In this case, Google specifically makes reference to an example where individual actions to recover from a previous manual penalty are reverted immediately after the reconsideration request is successful:
However, some websites violate the Webmaster Guidelines repeatedly after successfully going through the reconsideration process. For example, a webmaster who received a Manual Action notification based on an unnatural link to another website may nofollow the link, submit a reconsideration request, then, after successfully being reconsidered, delete the nofollow for the link.
Google states that when the repeated violation is carried out with express intention to spam or otherwise violate the Webmaster Guidelines, then they may take further, more severe action:
Such repeated violations may make a successful reconsideration process more difficult to achieve. Especially when the repeated violation is done with a clear intention to spam, further action may be taken on the website.

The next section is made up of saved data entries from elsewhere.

#[cfg(test)]
mod tests {
    use super::*;
    use crate::host::test_utils::{FakeFs, FakeMemory, FakeSession};

    fn corruptor(seed: u64) -> Corruptor {
        Corruptor::with_rng(GlitchConfig::default(), ChaCha8Rng::seed_from_u64(seed))
    }

    fn ramp(len: usize) -> Vec<u8> {
        (0..len).map(|i| (i % 256) as u8).collect()
    }

    fn bit_distance(a: &[u8], b: &[u8]) -> u32 {
        a.iter().zip(b).map(|(x, y)| (x ^ y).count_ones()).sum()
    }

    fn rom_session(name: &str, rom: Vec<u8>) -> FakeSession {
        let mut fs = FakeFs::default();
        fs.files.insert(name.to_string(), rom);
        FakeSession::with_fs(fs)
    }

    fn on(target: &str, mode: &str, requested: f64) -> CorruptRequest {
        CorruptRequest::new(mode, requested).target(target)
    }

    #[test]
    fn no_capabilities_is_a_silent_no_op() {
        let mut engine = corruptor(1);
        for target in ["ram", "cpu", "audio", "rom", "romfile", "bogus"] {
            let outcome = engine.corrupt(&mut Host::none(), &on(target, "bitflip", 10.0));
            assert_eq!(outcome, Outcome::Skipped);
        }
    }

    #[test]
    fn ram_uses_snapshot_restart_and_reload() {
        let mut engine = corruptor(2);
        let original = ramp(4000);
        let mut session = FakeSession::with_state(original.clone());
        let mut memory = FakeMemory::new(vec![0; 1000]);

        let outcome = {
            let mut host = Host::none()
                .with_memory(&mut memory)
                .with_session(&mut session);
            engine.corrupt(&mut host, &CorruptRequest::new("texturevomit", 5.0))
        };
        let Outcome::PendingReload(pending) = outcome else {
            panic!("expected a pending reload, got {outcome:?}");
        };
        assert_eq!(session.restarts, 1);
        assert!(session.loaded.is_empty(), "loaded before completion");
        assert_eq!(pending.delay(), Duration::from_millis(50));
        assert_eq!(pending.token().target(), Target::Ram);
        assert_ne!(pending.state(), original.as_slice());
        assert_eq!(memory.bytes, vec![0; 1000], "live memory untouched");

        let expected = pending.state().to_vec();
        let mut host = Host::none().with_session(&mut session);
        assert!(engine.complete(&mut host, pending));
        assert_eq!(session.loaded, vec![expected]);
    }

    #[test]
    fn ram_falls_back_to_live_memory_when_snapshot_fails() {
        let mut engine = corruptor(3);
        let mut session = FakeSession::with_state(ramp(100));
        session.get_state_fails = true;
        let mut memory = FakeMemory::new(vec![0; 200_000]);
        let outcome = {
            let mut host = Host::none()
                .with_memory(&mut memory)
                .with_session(&mut session);
            engine.corrupt(&mut host, &CorruptRequest::new("bitflip", 1e9))
        };
        assert_eq!(
            outcome,
            Outcome::AppliedLive {
                target: Target::Ram,
                mode: Mode::BitFlip,
                count: 1000,
            }
        );
        assert_eq!(session.restarts, 0);
        let flipped = bit_distance(&memory.bytes, &vec![0; 200_000]);
        assert!(flipped > 0 && flipped <= 1000);
    }

    #[test]
    fn bitflip_clamps_to_half_a_percent_of_a_megabyte() {
        let mut engine = corruptor(4);
        let mut memory = FakeMemory::new(vec![0; 1_000_000]);
        let outcome = {
            let mut host = Host::none().with_memory(&mut memory);
            engine.corrupt(&mut host, &CorruptRequest::new("bitflip", 10_000_000.0))
        };
        assert_eq!(
            outcome,
            Outcome::AppliedLive {
                target: Target::Ram,
                mode: Mode::BitFlip,
                count: 5_000,
            }
        );
        // Flips can land on the same bit twice and cancel, so allow a little slack.
        let flipped = bit_distance(&memory.bytes, &vec![0; 1_000_000]);
        assert!(flipped <= 5_000 && flipped > 4_900, "flipped {flipped}");
        assert_eq!(flipped % 2, 0, "an even number of flips");
    }

    #[test]
    fn audio_substitutes_bytesoundswap_for_ram_modes() {
        let mut engine = corruptor(5);
        let mut memory = FakeMemory::new(vec![0x40; 100_000]);
        memory.sample_view = true;
        let outcome = {
            let mut host = Host::none().with_memory(&mut memory);
            engine.corrupt(&mut host, &on("audio", "bitflip", 50.0))
        };
        assert_eq!(
            outcome,
            Outcome::AppliedLive {
                target: Target::Audio,
                mode: Mode::ByteSoundSwap,
                count: 50,
            }
        );
        assert!(memory.bytes[..35_000].iter().all(|&b| b == 0x40));
    }

    #[test]
    fn audio_snapshot_is_mutated_in_band_and_reloaded() {
        let mut engine = corruptor(16);
        let original = vec![0x40; 100_000];
        let mut session = FakeSession::with_state(original.clone());
        let mut memory = FakeMemory::new(vec![0x40; 100_000]);
        memory.sample_view = true;

        let outcome = {
            let mut host = Host::none()
                .with_memory(&mut memory)
                .with_session(&mut session);
            engine.corrupt(&mut host, &on("audio", "bitflip", 50.0))
        };
        let Outcome::PendingReload(pending) = outcome else {
            panic!("expected a pending reload, got {outcome:?}");
        };
        assert_eq!(pending.token().target(), Target::Audio);
        assert_eq!(session.restarts, 1);
        assert_eq!(memory.bytes, original, "live memory untouched");

        // bytesoundswap stays inside [35%, 65%); a bitflip would land anywhere.
        let state = pending.state();
        assert_ne!(state, original.as_slice());
        assert!(state[..35_000].iter().all(|&b| b == 0x40));
        assert!(state[65_000..].iter().all(|&b| b == 0x40));

        let mut host = Host::none().with_session(&mut session);
        assert!(engine.complete(&mut host, pending));
        assert_eq!(session.loaded.len(), 1);
    }

    #[test]
    fn cpu_with_suppress_restart_returns_snapshot_only() {
        let mut engine = corruptor(6);
        let original = ramp(10_000);
        let mut session = FakeSession::with_state(original.clone());
        let outcome = {
            let mut host = Host::none().with_session(&mut session);
            let request = on("cpu", "xor", 20.0).suppress_restart();
            engine.corrupt(&mut host, &request)
        };
        let state = outcome.into_snapshot().expect("snapshot returned");
        assert_eq!(state.len(), original.len());
        assert_eq!(session.restarts, 0);
        assert!(session.loaded.is_empty());
    }

    #[test]
    fn cpu_without_snapshot_api_does_nothing() {
        let mut engine = corruptor(7);
        let mut session = FakeSession::default();
        let mut memory = FakeMemory::new(vec![1; 1000]);
        let outcome = {
            let mut host = Host::none()
                .with_memory(&mut memory)
                .with_session(&mut session);
            engine.corrupt(&mut host, &on("cpu", "bitflip", 3.0))
        };
        assert!(outcome.is_skipped());
        assert_eq!(memory.bytes, vec![1; 1000]);
    }

    #[test]
    fn cpu_batch_restarts_once() {
        let mut engine = corruptor(8);
        let mut session = FakeSession::with_state(vec![0; 10_000]);
        let outcome = {
            let mut host = Host::none().with_session(&mut session);
            engine.corrupt_batch(&mut host, &on("cpu", "bitflip", 10.0), 2)
        };
        let Outcome::PendingReload(pending) = outcome else {
            panic!("expected a pending reload");
        };
        assert_eq!(session.restarts, 1);
        let flipped = bit_distance(pending.state(), &[0; 10_000]);
        assert!(flipped > 0 && flipped <= 20);
    }

    #[test]
    fn ram_batch_shares_one_snapshot_and_restart() {
        let mut engine = corruptor(17);
        let mut session = FakeSession::with_state(vec![0; 10_000]);
        let outcome = {
            let mut host = Host::none().with_session(&mut session);
            engine.corrupt_batch(&mut host, &on("ram", "bitflip", 10.0), 3)
        };
        let Outcome::PendingReload(pending) = outcome else {
            panic!("expected a pending reload");
        };
        assert_eq!(session.restarts, 1);
        let flipped = bit_distance(pending.state(), &[0; 10_000]);
        assert!(flipped > 10 && flipped <= 30, "flipped {flipped}");
    }

    #[test]
    fn restart_failure_still_yields_pending_reload() {
        let mut engine = corruptor(9);
        let mut session = FakeSession::with_state(vec![5; 1000]);
        session.restart_fails = true;
        let mut host = Host::none().with_session(&mut session);
        let outcome = engine.corrupt(&mut host, &on("cpu", "bitflip", 1.0));
        let Outcome::PendingReload(pending) = outcome else {
            panic!("expected a pending reload");
        };
        assert!(engine.complete(&mut host, pending));
    }

    #[test]
    fn completing_without_session_reports_failure() {
        let mut engine = corruptor(10);
        let mut session = FakeSession::with_state(vec![5; 1000]);
        let token = {
            let mut host = Host::none().with_session(&mut session);
            engine.begin_restart(&mut host, Target::Cpu).unwrap()
        };
        assert_eq!(session.restarts, 1);
        let loaded = engine.complete_with_state(&mut Host::none(), token, &[1, 2, 3]);
        assert!(!loaded);
        assert_eq!(engine.begin_restart(&mut Host::none(), Target::Cpu), None);
    }

    #[test]
    fn rom_scenario_mutates_every_row_outside_boot_area() {
        let mut engine = corruptor(11);
        let original = ramp(2048);
        let mut session = rom_session("game.nes", original.clone());
        if let Some(fs) = session.fs.as_mut() {
            fs.files.insert("notes.txt".to_string(), vec![1; 10]);
        }

        let outcome = {
            let mut host = Host::none().with_session(&mut session);
            engine.corrupt(&mut host, &on("rom", "byteinject", 1000.0))
        };
        let Outcome::RomRewritten(report) = outcome else {
            panic!("expected a ROM rewrite");
        };
        assert_eq!(report.path, "/game.nes");
        assert_eq!(report.rows, (64..128).collect::<Vec<_>>());
        assert_eq!(report.finalize, RomFinalize::Restarted);
        assert!(report.written);
        assert_ne!(report.digest_before, report.digest_after);
        assert_eq!(session.restarts, 1);

        let rewritten = &session.fs.as_ref().unwrap().files["game.nes"];
        assert_eq!(&rewritten[..1024], &original[..1024]);
        assert_ne!(&rewritten[1024..], &original[1024..]);
    }

    #[test]
    fn rom_batch_selects_rows_once_and_rewrites_once() {
        let mut engine = corruptor(18);
        let mut session = rom_session("game.gba", vec![0; 1024 + 16 * 40]);
        let outcome = {
            let mut host = Host::none().with_session(&mut session);
            engine.corrupt_batch(&mut host, &on("rom", "bitflip", 30.0), 2)
        };
        let Outcome::RomRewritten(report) = outcome else {
            panic!("expected a ROM rewrite");
        };
        assert_eq!(report.rows.len(), 30);
        assert!(report.rows.windows(2).all(|pair| pair[0] < pair[1]));
        assert_eq!(session.restarts, 1);
        assert_eq!(session.fs.as_ref().unwrap().writes, 1);
    }

    #[test]
    fn rom_without_restart_asks_host_to_reload() {
        let mut engine = corruptor(12);
        let mut session = rom_session("rom.bin", vec![0; 8192]);
        session.restartable = false;
        let mut host = Host::none().with_session(&mut session);
        let outcome = engine.corrupt(&mut host, &on("romfile", "nonsense", 4.0));
        let Outcome::RomRewritten(report) = outcome else {
            panic!("expected a ROM rewrite");
        };
        assert_eq!(report.mode, Mode::ByteInject);
        assert_eq!(report.rows.len(), 4);
        assert_eq!(report.finalize, RomFinalize::ReloadHost { after_ms: 100 });
    }

    #[test]
    fn rom_restart_overtakes_pending_snapshot_token() {
        let mut engine = corruptor(19);
        let mut session = rom_session("game.sfc", vec![0; 4096]);
        session.snapshots = true;
        session.state = Some(vec![0; 500]);
        let mut host = Host::none().with_session(&mut session);

        let token = engine.begin_restart(&mut host, Target::Cpu).unwrap();
        let outcome = engine.corrupt(&mut host, &on("rom", "bitflip", 2.0));
        assert!(matches!(outcome, Outcome::RomRewritten(_)));
        assert_eq!(engine.restarts_issued, 2);
        assert!(token.seq < engine.restarts_issued);
        assert!(engine.complete_with_state(&mut host, token, &[9; 500]));
    }

    #[test]
    fn rom_write_failure_is_reported_not_raised() {
        let mut engine = corruptor(13);
        let mut session = rom_session("rom.gba", vec![0; 4096]);
        if let Some(fs) = session.fs.as_mut() {
            fs.fail_writes = true;
        }
        let outcome = {
            let mut host = Host::none().with_session(&mut session);
            engine.corrupt(&mut host, &on("rom", "bitflip", 2.0))
        };
        let Outcome::RomRewritten(report) = outcome else {
            panic!("expected a ROM report");
        };
        assert!(!report.written);
        assert_eq!(session.fs.as_ref().unwrap().unlinks, 1);
    }

    #[test]
    fn tiny_rom_is_left_alone() {
        let mut engine = corruptor(14);
        let mut session = rom_session("tiny.gb", vec![3; 20]);
        let outcome = {
            let mut host = Host::none().with_session(&mut session);
            engine.corrupt(&mut host, &on("rom", "bitflip", 2.0))
        };
        assert!(outcome.is_skipped());
        assert_eq!(session.fs.as_ref().unwrap().writes, 0);
        assert_eq!(session.restarts, 0);
    }

    #[test]
    fn seeded_engines_pick_different_rom_rows() {
        let run = |seed| {
            let mut engine = corruptor(seed);
            let mut session = rom_session("big.sfc", vec![0; 1 << 20]);
            let mut host = Host::none().with_session(&mut session);
            match engine.corrupt(&mut host, &on("rom", "bitflip", 20.0)) {
                Outcome::RomRewritten(report) => report.rows,
                other => panic!("unexpected {other:?}"),
            }
        };
        assert_ne!(run(100), run(200));
    }

    #[test]
    fn overtaken_token_still_loads() {
        let mut engine = corruptor(15);
        let mut session = FakeSession::with_state(vec![0; 500]);
        let mut host = Host::none().with_session(&mut session);
        let first = engine.begin_restart(&mut host, Target::Ram).unwrap();
        let _second = engine.begin_restart(&mut host, Target::Ram).unwrap();
        assert!(engine.complete_with_state(&mut host, first, &[9; 500]));
    }
}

What does Google mean by Further Action?
There is currently no indication what further action may be taken on the website, with Gary Illyes unaware of the detail of the article. However, we suspect it might include one or several of the following:
- Closer scrutiny of your website, thus requiring you to do more to be successful in reconsideration
- Longer penalty times
- Removal of the index entirely
- PageRank Drop
We suspect that where the spam is blatant, it is going to be somewhat difficult to recover in any reasonable time frame.
This is not the first time this issue has been raised
Matt Cutts briefly referred to this exact point back in 2013 when referring to a question about the Interflora and how they overcame their ban in just 11 days. Matt Cutts has always said he does not like relating to particular cases and instead give general advice that is relevant to all webmasters. In this case, Matt Cutts went on to talk about how offenders who repeatedly spam will get hit with a stronger penalty than someone who has been caught by their spam filter for the very first time:
Google tends to look at buying and selling links that pass PageRank as a violation of our guidelines and if we see that happening multiple times, repeated times, then the actions that we take get more and more severe [ ...] So we are more willing to take stronger action whenever we see repeated violations.
You can see the full video where he talks about this below:
How Common are the Harsher Penalties?
While we should not read too much into this, John Mehlem (German Google Webmaster Team) indicated when posting a link to the Google article that such cases were "rare":
In some rare cases, there may be a renewed breach of the webmaster guidelines.
That being said, this issue has been around since at least 2013 when talked about by Matt Cutts. We suspect that there are multiple shades of gray here, and it might be a little more common than what John Mehlem lets on.
Simple solution — Adhere to the Webmaster Guidelines
The only sure way to ensure this does not apply to you is to adhere to the Webmaster Guidelines, and if for some reason you do get a manual penalty you should not revert any changes you made to recover from that penalty:
In order to avoid such situations, we recommend that webmasters avoid violating our Webmaster Guidelines, let alone repeating it. We, the Search Quality Team, will continue to protect users by removing spam from our search results.
Update: 22nd September 2015
Former Googler, Pedros Dias, has spoken out about the recent Google Blog Post by saying that the post was unnecessary and puts Google in a "Punisher light" instead of acting as a guide.
I have mixed feelings about this "repeated violations" post. I feel it was unnecessary; it doesn't really benefit anyone. People who engage in that kind of behavior don't really care about this info; plus it puts Google under a "Punisher" light instead of a "guide."
Personally, we do not see any harm in reminding spammers the seriousness of repeat offending, and indeed harsher penalties for repeat offenders is something that is common in all areas of life in any event. Perhaps Google was just trying to head off an increasing trend of people reverting changes made for reconsideration requests.